─── Records for this task ───

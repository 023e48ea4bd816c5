// src/errors.rs

//! Crate-wide error type and result alias.

use thiserror::Error;

use crate::types::TaskId;

/// Boxed error carried as the `source` of a failed task.
pub type BoxError = Box<dyn std::error::Error + Send + Sync + 'static>;

#[derive(Error, Debug)]
pub enum TaskdagError {
    /// The dependency graph contains at least one cycle, so no total order
    /// exists. Nothing was executed.
    #[error("dependency cycle: {unresolved} of {total} tasks could not be ordered")]
    DependencyCycle { unresolved: usize, total: usize },

    /// A task's work failed; the run stopped at that task.
    #[error("internal: task '{task}' failed")]
    Internal {
        task: String,
        #[source]
        source: BoxError,
    },

    #[error("Task not found: {0}")]
    UnknownTask(TaskId),

    #[error("Configuration error: {0}")]
    ConfigError(String),

    #[error("IO error: {0}")]
    IoError(#[from] std::io::Error),

    #[error("TOML parsing error: {0}")]
    TomlError(#[from] toml::de::Error),
}

impl TaskdagError {
    pub fn is_cycle(&self) -> bool {
        matches!(self, TaskdagError::DependencyCycle { .. })
    }

    pub(crate) fn internal(task: &str, err: anyhow::Error) -> Self {
        TaskdagError::Internal {
            task: task.to_string(),
            source: err.into(),
        }
    }
}

pub type Result<T> = std::result::Result<T, TaskdagError>;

───

● **Task prompt**
Check each line of the data above, and please copy the ones in which the string "from" occurs.

● **Response to this task**
    IoError(#[from] std::io::Error),
    TomlError(#[from] toml::de::Error),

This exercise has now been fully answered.